Gender diversity suffers an even greater gap—in the same academic year, 80% of all entering CS students were male, with an entering female cohort of only 18.41% (the remaining 1.59% of students either identified as gender-nonbinary or didn’t disclose their gender). Between 2014 and 2017, the CS department suffered a retention rate 8–14% lower than the university average, with an even greater disparity when compared to the national university average.
“I hear frequently how the PSU CS department is scratching its head with why it lacks diversity, and the answer is because only the people who can afford to fail can keep trying,” said another student who also requested to stay anonymous. “This means people with money. People with already successful parents who can afford to stimulate their child’s education. People who aren’t relying on grants or the GI bill.”

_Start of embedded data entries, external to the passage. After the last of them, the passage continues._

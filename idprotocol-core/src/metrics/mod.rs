//! Metrics collection for the ID pipeline

use metrics::{counter, describe_counter};

/// Initialize metrics with descriptions
pub fn init_metrics() {
    describe_counter!("id.registration.opened", "Registration forms opened");
    describe_counter!(
        "id.registration.committed",
        "Registrations committed to the profile store"
    );
    describe_counter!(
        "id.registration.rejected",
        "Registrations rejected by validation"
    );
    describe_counter!(
        "id.registration.stale",
        "Finalize passes that found no session"
    );
    describe_counter!("id.display.self", "Records displayed to their holder");
    describe_counter!("id.display.others", "Record displays fanned out to nearby players");
    describe_counter!("id.records.deleted", "Committed records deleted");
}

/// Record a counter metric
pub fn record_counter(name: &'static str, value: u64) {
    counter!(name).increment(value);
}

Additionally, because the proficiency demo is often taken in the second year of a student’s education, failure is more likely to demotivate or encourage students to drop out because they still aren’t very far within their academic career. Many students consider the proficiency demo to be the most challenging requirement in the entire program, which is directly reflected in the program’s retention rate per division.
During the 2017–18 academic year, student retention in the lower division was 69%, with lower-division post-baccalaureate retention at 58% (postbac students also have to take the proficiency demo). In contrast, upper-division retention was 92%, and upper-division postbac retention was 87%. One fact that stands out is that the retention rate for female students in both undergraduate and postbac upper-division courses is higher than the retention rate for male students in the same cohort— the retention rate for female upper-division postbac students was 100% in the 2017–18 academic year.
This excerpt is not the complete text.